# Exercise requirements
Which of the lines below hold the word "must"? Pull each of them out.

# Supplied material
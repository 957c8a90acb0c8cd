//! Catalog of historical rotors, reflectors and machine profiles.
//!
//! The catalog is plain data: each kind maps to a fixed table row (wiring,
//! notches, compatibility) and components are built from the looked-up row
//! by [`build_rotor`] and [`build_reflector`]. The wirings are the
//! historical ones and must stay bit-for-bit identical for messages to
//! interoperate with other Enigma implementations.

use std::fmt;
use std::str::FromStr;

use serde::{Deserialize, Serialize};

use crate::error::{EnigmaError, Result};
use crate::notch::NotchSet;
use crate::position::{Position, RingSetting};
use crate::reflector::Reflector;
use crate::rotor::Rotor;
use crate::substitution::SubstitutionMap;

/// Supported machine variants.
#[derive(Debug, Clone, Copy, PartialEq, Eq, Hash, Serialize, Deserialize)]
#[serde(try_from = "String", into = "String")]
pub enum MachineType {
    /// Army and air force Enigma I.
    EnigmaI,
    /// Naval Enigma M3.
    EnigmaM3,
}

/// Named rotor wirings I–VIII.
#[allow(clippy::upper_case_acronyms)]
#[derive(Debug, Clone, Copy, PartialEq, Eq, Hash, Serialize, Deserialize)]
#[serde(try_from = "String", into = "String")]
pub enum RotorKind {
    I,
    II,
    III,
    IV,
    V,
    VI,
    VII,
    VIII,
}

/// Named reflector wirings.
#[derive(Debug, Clone, Copy, PartialEq, Eq, Hash, Serialize, Deserialize)]
#[serde(try_from = "String", into = "String")]
pub enum ReflectorKind {
    B,
    C,
}

/// One row of the rotor table.
#[derive(Debug)]
pub struct RotorSpec {
    pub kind: RotorKind,
    pub wiring: &'static str,
    pub notches: &'static str,
    pub compatibility: &'static [MachineType],
}

/// One row of the reflector table.
#[derive(Debug)]
pub struct ReflectorSpec {
    pub kind: ReflectorKind,
    pub wiring: &'static str,
    pub compatibility: &'static [MachineType],
}

/// Required shape of a machine variant.
#[derive(Debug)]
pub struct MachineProfile {
    pub machine: MachineType,
    pub rotor_count: usize,
}

const BOTH: &[MachineType] = &[MachineType::EnigmaI, MachineType::EnigmaM3];
const NAVAL: &[MachineType] = &[MachineType::EnigmaM3];

#[rustfmt::skip]
static ROTORS: [RotorSpec; 8] = [
    RotorSpec { kind: RotorKind::I, wiring: "EKMFLGDQVZNTOWYHXUSPAIBRCJ", notches: "Q", compatibility: BOTH },
    RotorSpec { kind: RotorKind::II, wiring: "AJDKSIRUXBLHWTMCQGZNPYFVOE", notches: "E", compatibility: BOTH },
    RotorSpec { kind: RotorKind::III, wiring: "BDFHJLCPRTXVZNYEIWGAKMUSQO", notches: "V", compatibility: BOTH },
    RotorSpec { kind: RotorKind::IV, wiring: "ESOVPZJAYQUIRHXLNFTGKDCMWB", notches: "J", compatibility: BOTH },
    RotorSpec { kind: RotorKind::V, wiring: "VZBRGITYUPSDNHLXAWMJQOFECK", notches: "Z", compatibility: BOTH },
    RotorSpec { kind: RotorKind::VI, wiring: "JPGVOUMFYQBENHZRDKASXLICTW", notches: "ZM", compatibility: NAVAL },
    RotorSpec { kind: RotorKind::VII, wiring: "NZJHGRCXMYSWBOUFAIVLPEKQDT", notches: "ZM", compatibility: NAVAL },
    RotorSpec { kind: RotorKind::VIII, wiring: "FKQHTLXOCBJSPDZRAMEWNIUYGV", notches: "ZM", compatibility: NAVAL },
];

#[rustfmt::skip]
static REFLECTORS: [ReflectorSpec; 2] = [
    ReflectorSpec { kind: ReflectorKind::B, wiring: "YRUHQSLDPXNGOKMIEBFZCWVJAT", compatibility: BOTH },
    ReflectorSpec { kind: ReflectorKind::C, wiring: "FVPJIAOYEDRZXWGCTKUQSBNMHL", compatibility: BOTH },
];

#[rustfmt::skip]
static PROFILES: [MachineProfile; 2] = [
    MachineProfile { machine: MachineType::EnigmaI, rotor_count: 3 },
    MachineProfile { machine: MachineType::EnigmaM3, rotor_count: 3 },
];

/// Looks up the table row for a rotor kind.
pub fn rotor_spec(kind: RotorKind) -> &'static RotorSpec {
    &ROTORS[kind as usize]
}

/// Looks up the table row for a reflector kind.
pub fn reflector_spec(kind: ReflectorKind) -> &'static ReflectorSpec {
    &REFLECTORS[kind as usize]
}

/// Looks up the required shape of a machine variant.
pub fn machine_profile(machine: MachineType) -> &'static MachineProfile {
    &PROFILES[machine as usize]
}

/// Builds a catalog rotor at the given position and ring setting.
///
/// # Examples
///
/// ```
/// use enigma_machine::catalog::{self, RotorKind};
/// use enigma_machine::{Position, RingSetting};
///
/// let position = Position::new('C').unwrap();
/// let rotor = catalog::build_rotor(RotorKind::I, position, RingSetting::default()).unwrap();
/// assert_eq!(rotor.kind(), RotorKind::I);
/// assert_eq!(rotor.position(), position);
/// ```
pub fn build_rotor(
    kind: RotorKind,
    position: Position,
    ring_setting: RingSetting,
) -> Result<Rotor> {
    let spec = rotor_spec(kind);
    Ok(Rotor::new(
        kind,
        SubstitutionMap::new(spec.wiring)?,
        NotchSet::from_letters(spec.notches)?,
        spec.compatibility,
        position,
        ring_setting,
    ))
}

/// Builds a catalog reflector.
pub fn build_reflector(kind: ReflectorKind) -> Result<Reflector> {
    let spec = reflector_spec(kind);
    Reflector::new(kind, SubstitutionMap::new(spec.wiring)?, spec.compatibility)
}

impl MachineType {
    /// Every supported machine variant.
    pub const ALL: [MachineType; 2] = [MachineType::EnigmaI, MachineType::EnigmaM3];

    /// Canonical name, e.g. `ENIGMA_I`.
    pub fn name(&self) -> &'static str {
        match self {
            MachineType::EnigmaI => "ENIGMA_I",
            MachineType::EnigmaM3 => "ENIGMA_M3",
        }
    }

    /// Canonical names of every supported variant.
    pub fn list() -> Vec<&'static str> {
        Self::ALL.iter().map(MachineType::name).collect()
    }

    /// Number of rotors this variant requires.
    pub fn rotor_count(&self) -> usize {
        machine_profile(*self).rotor_count
    }
}

impl RotorKind {
    /// Every catalog rotor.
    pub const ALL: [RotorKind; 8] = [
        RotorKind::I,
        RotorKind::II,
        RotorKind::III,
        RotorKind::IV,
        RotorKind::V,
        RotorKind::VI,
        RotorKind::VII,
        RotorKind::VIII,
    ];

    /// Roman numeral name, e.g. `VII`.
    pub fn name(&self) -> &'static str {
        match self {
            RotorKind::I => "I",
            RotorKind::II => "II",
            RotorKind::III => "III",
            RotorKind::IV => "IV",
            RotorKind::V => "V",
            RotorKind::VI => "VI",
            RotorKind::VII => "VII",
            RotorKind::VIII => "VIII",
        }
    }

    /// Names of every catalog rotor.
    pub fn list() -> Vec<&'static str> {
        Self::ALL.iter().map(RotorKind::name).collect()
    }
}

impl ReflectorKind {
    /// Every catalog reflector.
    pub const ALL: [ReflectorKind; 2] = [ReflectorKind::B, ReflectorKind::C];

    /// Canonical name, e.g. `REFLECTOR_B`.
    pub fn name(&self) -> &'static str {
        match self {
            ReflectorKind::B => "REFLECTOR_B",
            ReflectorKind::C => "REFLECTOR_C",
        }
    }

    /// Canonical names of every catalog reflector.
    pub fn list() -> Vec<&'static str> {
        Self::ALL.iter().map(ReflectorKind::name).collect()
    }
}

fn unknown(what: &str, valid: Vec<&str>, given: &str) -> EnigmaError {
    EnigmaError::config(format!(
        "Unknown {}. Valid: '{}'. Given: '{}'.",
        what,
        valid.join(", "),
        given
    ))
}

impl FromStr for MachineType {
    type Err = EnigmaError;

    fn from_str(s: &str) -> Result<Self> {
        let wanted = s.trim().to_ascii_uppercase();
        let short = wanted.strip_prefix("ENIGMA_").unwrap_or(&wanted);
        Self::ALL
            .into_iter()
            .find(|m| m.name().strip_prefix("ENIGMA_") == Some(short))
            .ok_or_else(|| unknown("machine type", Self::list(), s))
    }
}

impl FromStr for RotorKind {
    type Err = EnigmaError;

    fn from_str(s: &str) -> Result<Self> {
        let wanted = s.trim().to_ascii_uppercase();
        Self::ALL
            .into_iter()
            .find(|r| r.name() == wanted)
            .ok_or_else(|| unknown("rotor", Self::list(), s))
    }
}

impl FromStr for ReflectorKind {
    type Err = EnigmaError;

    fn from_str(s: &str) -> Result<Self> {
        let wanted = s.trim().to_ascii_uppercase();
        let short = wanted.strip_prefix("REFLECTOR_").unwrap_or(&wanted);
        Self::ALL
            .into_iter()
            .find(|r| r.name().strip_prefix("REFLECTOR_") == Some(short))
            .ok_or_else(|| unknown("reflector", Self::list(), s))
    }
}

macro_rules! string_conversions {
    ($($kind:ty),*) => {$(
        impl fmt::Display for $kind {
            fn fmt(&self, f: &mut fmt::Formatter<'_>) -> fmt::Result {
                f.write_str(self.name())
            }
        }

        impl TryFrom<String> for $kind {
            type Error = EnigmaError;

            fn try_from(value: String) -> Result<Self> {
                value.parse()
            }
        }

        impl From<$kind> for String {
            fn from(value: $kind) -> Self {
                value.name().to_string()
            }
        }
    )*};
}

string_conversions!(MachineType, RotorKind, ReflectorKind);

#[cfg(test)]
mod tests {
    use super::*;

    #[test]
    fn test_tables_are_indexed_by_kind() {
        for kind in RotorKind::ALL {
            assert_eq!(rotor_spec(kind).kind, kind);
        }
        for kind in ReflectorKind::ALL {
            assert_eq!(reflector_spec(kind).kind, kind);
        }
        for machine in MachineType::ALL {
            assert_eq!(machine_profile(machine).machine, machine);
            assert_eq!(machine.rotor_count(), 3);
        }
    }

    #[test]
    fn test_every_catalog_entry_builds() {
        for kind in RotorKind::ALL {
            let rotor = build_rotor(kind, Position::default(), RingSetting::default());
            assert!(rotor.is_ok(), "Rotor {} failed to build", kind);
        }
        for kind in ReflectorKind::ALL {
            assert!(
                build_reflector(kind).is_ok(),
                "Reflector {} failed to build",
                kind
            );
        }
    }

    #[test]
    fn test_compatibility() {
        let position = Position::default();
        let ring = RingSetting::default();
        for kind in [RotorKind::I, RotorKind::V] {
            let rotor = build_rotor(kind, position, ring).unwrap();
            assert!(rotor.is_compatible(MachineType::EnigmaI));
            assert!(rotor.is_compatible(MachineType::EnigmaM3));
        }
        for kind in [RotorKind::VI, RotorKind::VII, RotorKind::VIII] {
            let rotor = build_rotor(kind, position, ring).unwrap();
            assert!(!rotor.is_compatible(MachineType::EnigmaI));
            assert!(rotor.is_compatible(MachineType::EnigmaM3));
        }
    }

    #[test]
    fn test_parse_names() {
        assert_eq!(
            "ENIGMA_I".parse::<MachineType>().unwrap(),
            MachineType::EnigmaI
        );
        assert_eq!("m3".parse::<MachineType>().unwrap(), MachineType::EnigmaM3);
        assert_eq!("viii".parse::<RotorKind>().unwrap(), RotorKind::VIII);
        assert_eq!("B".parse::<ReflectorKind>().unwrap(), ReflectorKind::B);
        assert_eq!(
            "REFLECTOR_C".parse::<ReflectorKind>().unwrap(),
            ReflectorKind::C
        );

        let err = "IX".parse::<RotorKind>().unwrap_err();
        assert!(format!("{}", err).contains("'IX'"));
        assert!("ENIGMA_K".parse::<MachineType>().is_err());
        assert!("A".parse::<ReflectorKind>().is_err());
    }

    #[test]
    fn test_list() {
        assert_eq!(MachineType::list(), vec!["ENIGMA_I", "ENIGMA_M3"]);
        assert_eq!(ReflectorKind::list(), vec!["REFLECTOR_B", "REFLECTOR_C"]);
        assert_eq!(RotorKind::list().len(), 8);
        assert_eq!(RotorKind::VII.to_string(), "VII");
    }
}
//! Position and RingSetting: single-letter rotor settings.
//!
//! A [`Position`] is the letter showing in a rotor's window and changes as
//! the rotor steps. A [`RingSetting`] is the fixed offset of the wiring core
//! relative to the letter ring. Both range over the alphabet (index 0..25)
//! and default to `A`.

use std::fmt;
use std::str::FromStr;

use serde::{Deserialize, Serialize};

use crate::alphabet::{self, ALPHABET, SIZE};
use crate::error::{EnigmaError, Result};

/// The rotational letter a rotor currently shows.
#[derive(Debug, Clone, Copy, PartialEq, Eq, Hash, Default, Serialize, Deserialize)]
#[serde(try_from = "String", into = "String")]
pub struct Position {
    index: u8,
}

impl Position {
    /// Creates a position from a letter.
    ///
    /// # Errors
    /// Returns [`EnigmaError::InvalidInput`] if `character` is outside the alphabet.
    ///
    /// # Examples
    ///
    /// ```
    /// use enigma_machine::Position;
    ///
    /// let position = Position::new('Q').unwrap();
    /// assert_eq!(position.index(), 16);
    /// assert!(Position::new('q').is_err());
    /// ```
    pub fn new(character: char) -> Result<Self> {
        Ok(Position {
            index: alphabet::index_of(character)? as u8,
        })
    }

    /// Creates a position from an alphabet index, wrapping modulo 26.
    pub fn from_index(index: usize) -> Self {
        Position {
            index: (index % SIZE) as u8,
        }
    }

    /// The letter of this position.
    pub fn character(&self) -> char {
        alphabet::char_at(self.index as usize)
    }

    /// The alphabet index (0..25) of this position.
    pub fn index(&self) -> usize {
        self.index as usize
    }

    /// Returns the position one step further, wrapping `Z` to `A`.
    pub fn stepped(&self) -> Self {
        Self::from_index(self.index() + 1)
    }

    /// All valid position letters.
    pub fn list() -> Vec<char> {
        ALPHABET.chars().collect()
    }
}

impl fmt::Display for Position {
    fn fmt(&self, f: &mut fmt::Formatter<'_>) -> fmt::Result {
        write!(f, "{}", self.character())
    }
}

impl FromStr for Position {
    type Err = EnigmaError;

    fn from_str(s: &str) -> Result<Self> {
        let mut chars = s.trim().chars();
        match (chars.next(), chars.next()) {
            (Some(c), None) => Position::new(c),
            _ => Err(EnigmaError::input(format!(
                "Invalid string length. A rotor position must be a single character. Given: '{}'.",
                s
            ))),
        }
    }
}

impl TryFrom<String> for Position {
    type Error = EnigmaError;

    fn try_from(value: String) -> Result<Self> {
        value.parse()
    }
}

impl From<Position> for String {
    fn from(value: Position) -> Self {
        value.to_string()
    }
}

/// The offset of a rotor's internal wiring relative to its letter ring.
///
/// Historically ring settings were written either as letters (`A`..`Z`) or
/// as numbers (`01`..`26`); both forms parse.
#[derive(Debug, Clone, Copy, PartialEq, Eq, Hash, Default, Serialize, Deserialize)]
#[serde(try_from = "String", into = "String")]
pub struct RingSetting {
    index: u8,
}

impl RingSetting {
    /// Creates a ring setting from a letter.
    ///
    /// # Errors
    /// Returns [`EnigmaError::InvalidInput`] if `character` is outside the alphabet.
    pub fn new(character: char) -> Result<Self> {
        Ok(RingSetting {
            index: alphabet::index_of(character)? as u8,
        })
    }

    /// Creates a ring setting from its historical number, `1` (`A`) to `26` (`Z`).
    ///
    /// # Errors
    /// Returns [`EnigmaError::InvalidInput`] if `number` is not in `1..=26`.
    ///
    /// # Examples
    ///
    /// ```
    /// use enigma_machine::RingSetting;
    ///
    /// assert_eq!(RingSetting::from_number(2).unwrap().character(), 'B');
    /// assert!(RingSetting::from_number(0).is_err());
    /// ```
    pub fn from_number(number: usize) -> Result<Self> {
        if !(1..=SIZE).contains(&number) {
            return Err(EnigmaError::input(format!(
                "Invalid ring setting number. Valid: '1' to '26'. Given: '{}'.",
                number
            )));
        }
        Ok(RingSetting {
            index: (number - 1) as u8,
        })
    }

    /// The letter of this ring setting.
    pub fn character(&self) -> char {
        alphabet::char_at(self.index as usize)
    }

    /// The alphabet index (0..25) of this ring setting.
    pub fn index(&self) -> usize {
        self.index as usize
    }

    /// All valid ring setting letters.
    pub fn list() -> Vec<char> {
        ALPHABET.chars().collect()
    }
}

impl fmt::Display for RingSetting {
    fn fmt(&self, f: &mut fmt::Formatter<'_>) -> fmt::Result {
        write!(f, "{}", self.character())
    }
}

impl FromStr for RingSetting {
    type Err = EnigmaError;

    fn from_str(s: &str) -> Result<Self> {
        let trimmed = s.trim();
        if !trimmed.is_empty() && trimmed.chars().all(|c| c.is_ascii_digit()) {
            let number = trimmed.parse::<usize>().map_err(|_| {
                EnigmaError::input(format!(
                    "Invalid ring setting number. Valid: '1' to '26'. Given: '{}'.",
                    s
                ))
            })?;
            return RingSetting::from_number(number);
        }

        let mut chars = trimmed.chars();
        match (chars.next(), chars.next()) {
            (Some(c), None) => RingSetting::new(c),
            _ => Err(EnigmaError::input(format!(
                "Invalid string length. A ring setting must be a single character or a number. Given: '{}'.",
                s
            ))),
        }
    }
}

impl TryFrom<String> for RingSetting {
    type Error = EnigmaError;

    fn try_from(value: String) -> Result<Self> {
        value.parse()
    }
}

impl From<RingSetting> for String {
    fn from(value: RingSetting) -> Self {
        value.to_string()
    }
}
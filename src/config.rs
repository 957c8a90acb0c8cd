//! Plain configuration for assembling a machine in one pass.
//!
//! A [`MachineConfig`] names a machine variant, a reflector, the rotors
//! (left to right, each with a starting position and ring setting) and the
//! plugboard pairs. It can be written by hand, parsed from TOML, or built
//! from the short strings found on a key sheet:
//!
//! ```toml
//! machine = "ENIGMA_I"
//! reflector = "B"
//! plugboard = ["AV", "BS", "CG"]
//!
//! [[rotors]]
//! rotor = "II"
//! position = "B"
//! ring_setting = "2"
//!
//! [[rotors]]
//! rotor = "IV"
//!
//! [[rotors]]
//! rotor = "V"
//! ```

use std::str::FromStr;

use serde::{Deserialize, Serialize};

use crate::catalog::{self, MachineType, ReflectorKind, RotorKind};
use crate::enigma::Enigma;
use crate::error::{EnigmaError, Result};
use crate::plugboard::Plugboard;
use crate::position::{Position, RingSetting};
use crate::rotor_unit::RotorUnit;

/// One rotor slot: which rotor, where it starts and its ring setting.
#[derive(Debug, Clone, PartialEq, Eq, Serialize, Deserialize)]
pub struct RotorConfig {
    pub rotor: RotorKind,
    #[serde(default)]
    pub position: Position,
    #[serde(default)]
    pub ring_setting: RingSetting,
}

impl RotorConfig {
    /// A rotor at position `A` with ring setting `A`.
    pub fn new(rotor: RotorKind) -> Self {
        RotorConfig {
            rotor,
            position: Position::default(),
            ring_setting: RingSetting::default(),
        }
    }
}

/// Everything needed to assemble an [`Enigma`].
#[derive(Debug, Clone, PartialEq, Eq, Serialize, Deserialize)]
pub struct MachineConfig {
    pub machine: MachineType,
    pub reflector: ReflectorKind,
    pub rotors: Vec<RotorConfig>,
    /// Two-letter plugboard pairs, e.g. `["AB", "CD"]`.
    #[serde(default)]
    pub plugboard: Vec<String>,
}

impl MachineConfig {
    /// Validates the configuration and assembles a machine.
    ///
    /// # Errors
    /// Returns [`EnigmaError::InvalidConfiguration`] for a bad plugboard,
    /// a wrong rotor count or an incompatible rotor or reflector.
    ///
    /// # Examples
    ///
    /// ```
    /// use enigma_machine::MachineConfig;
    ///
    /// let config = MachineConfig::from_strings("ENIGMA_I", "B", "I,II,III", "", "", "").unwrap();
    /// let mut enigma = config.build().unwrap();
    /// assert_eq!(enigma.encipher("AAAAA").unwrap(), "BDZGO");
    /// ```
    pub fn build(&self) -> Result<Enigma> {
        let rotors = self
            .rotors
            .iter()
            .map(|r| catalog::build_rotor(r.rotor, r.position, r.ring_setting))
            .collect::<Result<Vec<_>>>()?;
        let reflector = catalog::build_reflector(self.reflector)?;
        let plugboard: Plugboard = self.plugboard.join(" ").parse()?;
        let enigma = Enigma::new(self.machine, RotorUnit::new(reflector, rotors)?, plugboard)?;

        let rotor_names: Vec<&str> = self.rotors.iter().map(|r| r.rotor.name()).collect();
        tracing::debug!(
            machine = %self.machine,
            reflector = %self.reflector,
            rotors = %rotor_names.join(","),
            plugboard = %enigma.plugboard(),
            "Machine assembled"
        );
        Ok(enigma)
    }

    /// Parses a configuration from TOML.
    ///
    /// Component names and settings are read as strings first and then
    /// parsed the same way [`from_strings`](Self::from_strings) parses them,
    /// so both report the same error kinds.
    ///
    /// # Errors
    /// Returns [`EnigmaError::InvalidConfiguration`] with the parser message
    /// if the document is malformed or names an unknown component, and
    /// [`EnigmaError::InvalidInput`] for a position or ring setting outside
    /// the alphabet.
    pub fn from_toml_str(document: &str) -> Result<Self> {
        let raw: RawMachineConfig = toml::from_str(document).map_err(|e| {
            EnigmaError::config(format!("Failed to parse machine configuration: {}", e))
        })?;
        raw.parse()
    }

    /// Builds a configuration from key-sheet style strings.
    ///
    /// # Parameters
    /// - `machine`: Machine variant, e.g. `"ENIGMA_I"` or `"M3"`.
    /// - `reflector`: Reflector, e.g. `"B"`.
    /// - `rotors`: Comma separated rotors, left to right, e.g. `"I,II,III"`.
    /// - `positions`: One letter per rotor (`"ADU"`) or comma separated; empty for all `A`.
    /// - `ring_settings`: As `positions`; numbers `1`..`26` are accepted when comma separated.
    /// - `plugboard`: Whitespace separated pairs, e.g. `"AB CD"`; empty for none.
    ///
    /// # Errors
    /// Returns [`EnigmaError::InvalidConfiguration`] for unknown names or a
    /// setting count that does not match the rotor count, and
    /// [`EnigmaError::InvalidInput`] for a setting outside the alphabet.
    pub fn from_strings(
        machine: &str,
        reflector: &str,
        rotors: &str,
        positions: &str,
        ring_settings: &str,
        plugboard: &str,
    ) -> Result<Self> {
        let kinds = rotors
            .split(',')
            .map(str::trim)
            .filter(|s| !s.is_empty())
            .map(RotorKind::from_str)
            .collect::<Result<Vec<_>>>()?;
        let count = kinds.len();
        let positions = parse_settings::<Position>("position", positions, count)?;
        let ring_settings = parse_settings::<RingSetting>("ring setting", ring_settings, count)?;

        Ok(MachineConfig {
            machine: machine.parse()?,
            reflector: reflector.parse()?,
            rotors: kinds
                .into_iter()
                .zip(positions)
                .zip(ring_settings)
                .map(|((rotor, position), ring_setting)| RotorConfig {
                    rotor,
                    position,
                    ring_setting,
                })
                .collect(),
            plugboard: plugboard
                .split(|c: char| c.is_whitespace() || c == ',')
                .filter(|s| !s.is_empty())
                .map(str::to_string)
                .collect(),
        })
    }
}

/// TOML shape of a [`MachineConfig`], before any name is parsed.
#[derive(Debug, Deserialize)]
struct RawMachineConfig {
    machine: String,
    reflector: String,
    rotors: Vec<RawRotorConfig>,
    #[serde(default)]
    plugboard: Vec<String>,
}

#[derive(Debug, Deserialize)]
struct RawRotorConfig {
    rotor: String,
    position: Option<String>,
    ring_setting: Option<String>,
}

impl RawMachineConfig {
    fn parse(self) -> Result<MachineConfig> {
        let rotors = self
            .rotors
            .into_iter()
            .map(RawRotorConfig::parse)
            .collect::<Result<Vec<_>>>()?;
        Ok(MachineConfig {
            machine: self.machine.parse()?,
            reflector: self.reflector.parse()?,
            rotors,
            plugboard: self.plugboard,
        })
    }
}

impl RawRotorConfig {
    fn parse(self) -> Result<RotorConfig> {
        Ok(RotorConfig {
            rotor: self.rotor.parse()?,
            position: parse_or_default(self.position.as_deref())?,
            ring_setting: parse_or_default(self.ring_setting.as_deref())?,
        })
    }
}

fn parse_or_default<T>(value: Option<&str>) -> Result<T>
where
    T: FromStr<Err = EnigmaError> + Default,
{
    value.map_or_else(|| Ok(T::default()), T::from_str)
}

/// Splits a settings string into one value per rotor.
fn parse_settings<T>(what: &str, value: &str, count: usize) -> Result<Vec<T>>
where
    T: FromStr<Err = EnigmaError> + Default + Clone,
{
    let value = value.trim();
    if value.is_empty() {
        return Ok(vec![T::default(); count]);
    }

    let settings = if value.contains(',') {
        value
            .split(',')
            .map(T::from_str)
            .collect::<Result<Vec<_>>>()?
    } else {
        value
            .chars()
            .map(|c| T::from_str(c.encode_utf8(&mut [0; 4])))
            .collect::<Result<Vec<_>>>()?
    };

    if settings.len() != count {
        return Err(EnigmaError::config(format!(
            "Invalid {} count. Expected '{}' values, one per rotor. Given: '{}'.",
            what, count, value
        )));
    }
    Ok(settings)
}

# Finished exercise
//! historical ones and must stay bit-for-bit identical for messages to
                "Invalid string length. A rotor position must be a single character. Given: '{}'.",
                "Invalid string length. A ring setting must be a single character or a number. Given: '{}'.",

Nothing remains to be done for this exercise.